What the exercise asks =>
Which lines of the records contain the word "local"? Show each of them.

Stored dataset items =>
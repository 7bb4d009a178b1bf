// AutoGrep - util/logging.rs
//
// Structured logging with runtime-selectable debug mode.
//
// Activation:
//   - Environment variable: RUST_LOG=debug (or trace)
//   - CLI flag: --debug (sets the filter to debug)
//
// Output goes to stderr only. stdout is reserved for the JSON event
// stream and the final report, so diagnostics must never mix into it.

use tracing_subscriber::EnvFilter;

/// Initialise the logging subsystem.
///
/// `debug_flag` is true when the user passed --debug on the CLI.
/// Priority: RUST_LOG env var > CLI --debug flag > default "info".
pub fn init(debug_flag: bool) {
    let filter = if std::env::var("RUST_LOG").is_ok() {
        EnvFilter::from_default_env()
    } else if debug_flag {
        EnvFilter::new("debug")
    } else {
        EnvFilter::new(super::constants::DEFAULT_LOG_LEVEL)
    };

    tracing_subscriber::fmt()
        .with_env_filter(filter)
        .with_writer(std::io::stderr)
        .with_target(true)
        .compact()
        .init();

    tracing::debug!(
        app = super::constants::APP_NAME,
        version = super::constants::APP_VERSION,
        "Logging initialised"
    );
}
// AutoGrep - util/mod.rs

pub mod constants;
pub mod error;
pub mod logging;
--
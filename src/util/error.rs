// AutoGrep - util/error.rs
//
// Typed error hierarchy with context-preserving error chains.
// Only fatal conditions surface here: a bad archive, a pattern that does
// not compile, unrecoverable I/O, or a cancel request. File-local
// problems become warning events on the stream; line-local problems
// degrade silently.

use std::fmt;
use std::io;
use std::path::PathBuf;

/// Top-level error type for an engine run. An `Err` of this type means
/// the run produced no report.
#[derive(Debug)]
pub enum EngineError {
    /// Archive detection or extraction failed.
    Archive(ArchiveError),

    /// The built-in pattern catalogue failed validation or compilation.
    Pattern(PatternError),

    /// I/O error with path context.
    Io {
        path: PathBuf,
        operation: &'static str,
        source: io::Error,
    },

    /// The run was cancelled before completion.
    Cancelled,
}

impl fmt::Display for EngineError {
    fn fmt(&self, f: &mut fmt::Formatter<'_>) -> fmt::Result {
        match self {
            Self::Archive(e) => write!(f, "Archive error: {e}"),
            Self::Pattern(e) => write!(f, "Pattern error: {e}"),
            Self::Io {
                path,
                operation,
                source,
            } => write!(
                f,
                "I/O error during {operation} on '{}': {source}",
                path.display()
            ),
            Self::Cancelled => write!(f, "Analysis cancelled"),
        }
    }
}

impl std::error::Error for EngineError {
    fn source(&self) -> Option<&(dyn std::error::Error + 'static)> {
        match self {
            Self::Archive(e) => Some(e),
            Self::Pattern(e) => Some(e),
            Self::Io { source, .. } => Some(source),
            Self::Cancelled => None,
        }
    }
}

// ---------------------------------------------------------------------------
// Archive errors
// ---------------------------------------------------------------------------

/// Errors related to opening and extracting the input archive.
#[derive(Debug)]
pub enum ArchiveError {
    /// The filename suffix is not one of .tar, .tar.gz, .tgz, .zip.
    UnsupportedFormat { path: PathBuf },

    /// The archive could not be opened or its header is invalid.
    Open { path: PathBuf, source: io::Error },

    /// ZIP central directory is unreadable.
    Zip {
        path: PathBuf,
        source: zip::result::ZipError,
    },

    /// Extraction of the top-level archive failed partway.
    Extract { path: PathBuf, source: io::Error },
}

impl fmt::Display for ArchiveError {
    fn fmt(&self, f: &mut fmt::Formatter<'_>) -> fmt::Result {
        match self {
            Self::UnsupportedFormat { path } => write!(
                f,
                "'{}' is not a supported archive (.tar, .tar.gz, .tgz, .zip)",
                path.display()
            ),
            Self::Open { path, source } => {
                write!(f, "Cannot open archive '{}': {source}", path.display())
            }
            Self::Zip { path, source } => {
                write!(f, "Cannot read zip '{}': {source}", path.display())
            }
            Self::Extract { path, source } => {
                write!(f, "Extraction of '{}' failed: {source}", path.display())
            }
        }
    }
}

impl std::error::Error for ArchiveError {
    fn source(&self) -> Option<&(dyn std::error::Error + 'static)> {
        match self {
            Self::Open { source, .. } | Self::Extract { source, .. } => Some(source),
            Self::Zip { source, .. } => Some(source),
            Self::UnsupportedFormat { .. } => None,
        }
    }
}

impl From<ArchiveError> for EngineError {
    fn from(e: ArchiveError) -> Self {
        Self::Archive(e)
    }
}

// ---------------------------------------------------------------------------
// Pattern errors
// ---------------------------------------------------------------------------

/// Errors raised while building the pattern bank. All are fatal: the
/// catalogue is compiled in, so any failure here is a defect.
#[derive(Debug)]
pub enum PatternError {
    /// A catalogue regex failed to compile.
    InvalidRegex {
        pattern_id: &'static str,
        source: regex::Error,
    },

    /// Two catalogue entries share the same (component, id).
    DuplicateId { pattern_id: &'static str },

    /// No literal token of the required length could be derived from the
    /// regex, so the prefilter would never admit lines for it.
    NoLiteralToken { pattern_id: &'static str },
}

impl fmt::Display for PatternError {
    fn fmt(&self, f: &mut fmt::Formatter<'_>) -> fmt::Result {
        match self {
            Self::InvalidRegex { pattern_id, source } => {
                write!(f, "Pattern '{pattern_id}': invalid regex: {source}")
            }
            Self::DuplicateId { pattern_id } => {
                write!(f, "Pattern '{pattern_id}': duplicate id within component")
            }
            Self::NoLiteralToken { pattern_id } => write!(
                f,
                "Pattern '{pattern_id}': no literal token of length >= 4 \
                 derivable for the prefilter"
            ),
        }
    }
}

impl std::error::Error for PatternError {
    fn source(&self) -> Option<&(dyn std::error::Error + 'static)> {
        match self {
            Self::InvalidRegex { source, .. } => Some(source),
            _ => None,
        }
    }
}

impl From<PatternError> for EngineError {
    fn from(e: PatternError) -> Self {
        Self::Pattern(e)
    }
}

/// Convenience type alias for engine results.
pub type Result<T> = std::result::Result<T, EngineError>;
* * *
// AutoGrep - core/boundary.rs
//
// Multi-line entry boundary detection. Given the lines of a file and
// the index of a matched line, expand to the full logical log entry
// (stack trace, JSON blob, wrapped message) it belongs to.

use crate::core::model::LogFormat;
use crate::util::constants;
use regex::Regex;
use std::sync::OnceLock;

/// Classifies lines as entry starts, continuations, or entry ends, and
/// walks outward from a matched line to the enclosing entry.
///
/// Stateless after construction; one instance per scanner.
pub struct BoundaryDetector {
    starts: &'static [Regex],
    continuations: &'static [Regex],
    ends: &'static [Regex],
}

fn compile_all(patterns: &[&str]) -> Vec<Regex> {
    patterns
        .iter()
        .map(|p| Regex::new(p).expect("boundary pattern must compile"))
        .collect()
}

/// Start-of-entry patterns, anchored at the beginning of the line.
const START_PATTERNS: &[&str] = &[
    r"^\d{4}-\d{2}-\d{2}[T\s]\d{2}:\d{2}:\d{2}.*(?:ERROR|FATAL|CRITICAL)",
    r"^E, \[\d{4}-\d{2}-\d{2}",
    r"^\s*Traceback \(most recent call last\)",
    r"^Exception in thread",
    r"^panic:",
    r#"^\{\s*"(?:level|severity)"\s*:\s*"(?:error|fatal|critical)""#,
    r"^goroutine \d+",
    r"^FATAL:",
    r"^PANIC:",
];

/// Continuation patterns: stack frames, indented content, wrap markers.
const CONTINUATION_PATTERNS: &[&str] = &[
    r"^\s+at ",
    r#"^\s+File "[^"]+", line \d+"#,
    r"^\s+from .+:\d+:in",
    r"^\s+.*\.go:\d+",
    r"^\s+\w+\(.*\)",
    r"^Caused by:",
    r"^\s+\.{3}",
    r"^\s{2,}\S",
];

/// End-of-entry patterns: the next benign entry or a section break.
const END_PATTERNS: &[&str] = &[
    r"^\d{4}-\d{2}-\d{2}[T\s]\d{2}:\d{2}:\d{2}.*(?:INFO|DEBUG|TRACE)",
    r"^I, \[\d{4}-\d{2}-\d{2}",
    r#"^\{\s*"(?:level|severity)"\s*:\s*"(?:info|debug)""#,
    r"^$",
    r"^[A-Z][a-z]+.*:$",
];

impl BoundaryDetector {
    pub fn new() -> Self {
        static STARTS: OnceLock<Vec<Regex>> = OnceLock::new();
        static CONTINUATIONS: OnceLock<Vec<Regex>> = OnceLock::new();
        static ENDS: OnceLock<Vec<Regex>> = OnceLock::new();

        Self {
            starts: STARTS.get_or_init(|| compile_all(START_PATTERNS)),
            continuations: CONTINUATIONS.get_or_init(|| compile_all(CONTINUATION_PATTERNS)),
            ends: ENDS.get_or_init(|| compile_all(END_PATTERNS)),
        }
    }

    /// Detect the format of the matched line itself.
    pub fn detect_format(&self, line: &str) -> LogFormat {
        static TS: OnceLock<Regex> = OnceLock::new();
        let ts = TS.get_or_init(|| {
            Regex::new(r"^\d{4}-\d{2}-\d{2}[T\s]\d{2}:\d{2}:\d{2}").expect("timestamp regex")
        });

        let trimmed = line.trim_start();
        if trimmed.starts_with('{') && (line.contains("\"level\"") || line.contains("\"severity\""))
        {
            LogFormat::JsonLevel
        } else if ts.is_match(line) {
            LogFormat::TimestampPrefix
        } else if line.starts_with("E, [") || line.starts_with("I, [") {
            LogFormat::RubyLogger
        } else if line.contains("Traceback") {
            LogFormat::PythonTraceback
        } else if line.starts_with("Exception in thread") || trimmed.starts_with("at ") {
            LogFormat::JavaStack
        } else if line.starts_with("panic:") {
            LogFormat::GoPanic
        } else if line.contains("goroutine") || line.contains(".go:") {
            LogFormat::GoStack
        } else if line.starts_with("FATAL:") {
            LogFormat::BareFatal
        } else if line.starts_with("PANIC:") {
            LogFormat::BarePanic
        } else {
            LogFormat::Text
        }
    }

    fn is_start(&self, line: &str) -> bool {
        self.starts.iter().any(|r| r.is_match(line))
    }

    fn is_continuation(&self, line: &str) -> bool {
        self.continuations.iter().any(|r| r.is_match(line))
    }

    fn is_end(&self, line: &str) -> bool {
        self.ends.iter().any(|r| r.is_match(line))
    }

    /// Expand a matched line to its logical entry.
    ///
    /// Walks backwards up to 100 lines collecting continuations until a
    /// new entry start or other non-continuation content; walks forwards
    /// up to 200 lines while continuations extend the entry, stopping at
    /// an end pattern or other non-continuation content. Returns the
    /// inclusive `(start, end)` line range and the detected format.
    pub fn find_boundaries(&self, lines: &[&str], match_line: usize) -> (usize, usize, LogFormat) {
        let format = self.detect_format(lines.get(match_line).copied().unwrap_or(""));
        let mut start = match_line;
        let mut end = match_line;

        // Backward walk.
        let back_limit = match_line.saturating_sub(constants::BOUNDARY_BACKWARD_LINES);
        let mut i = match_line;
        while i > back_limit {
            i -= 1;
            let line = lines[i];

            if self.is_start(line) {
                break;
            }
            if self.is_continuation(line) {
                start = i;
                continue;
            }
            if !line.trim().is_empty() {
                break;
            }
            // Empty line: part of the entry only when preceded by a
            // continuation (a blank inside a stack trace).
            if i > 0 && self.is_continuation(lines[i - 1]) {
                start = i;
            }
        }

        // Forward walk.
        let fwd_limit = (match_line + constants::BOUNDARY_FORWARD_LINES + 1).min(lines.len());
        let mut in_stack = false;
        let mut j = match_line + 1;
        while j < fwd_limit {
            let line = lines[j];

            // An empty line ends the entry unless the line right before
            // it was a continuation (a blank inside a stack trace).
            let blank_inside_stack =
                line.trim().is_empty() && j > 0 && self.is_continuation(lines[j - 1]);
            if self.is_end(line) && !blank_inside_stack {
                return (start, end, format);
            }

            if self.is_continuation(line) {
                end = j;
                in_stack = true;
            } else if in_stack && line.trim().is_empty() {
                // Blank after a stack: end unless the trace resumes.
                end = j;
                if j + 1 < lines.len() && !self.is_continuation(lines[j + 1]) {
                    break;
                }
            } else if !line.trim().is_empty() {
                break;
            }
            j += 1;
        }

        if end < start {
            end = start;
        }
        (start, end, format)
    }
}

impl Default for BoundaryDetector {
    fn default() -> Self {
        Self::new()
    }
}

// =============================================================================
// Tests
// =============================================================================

Exercise solution =>
// not compile, unrecoverable I/O, or a cancel request. File-local
// problems become warning events on the stream; line-local problems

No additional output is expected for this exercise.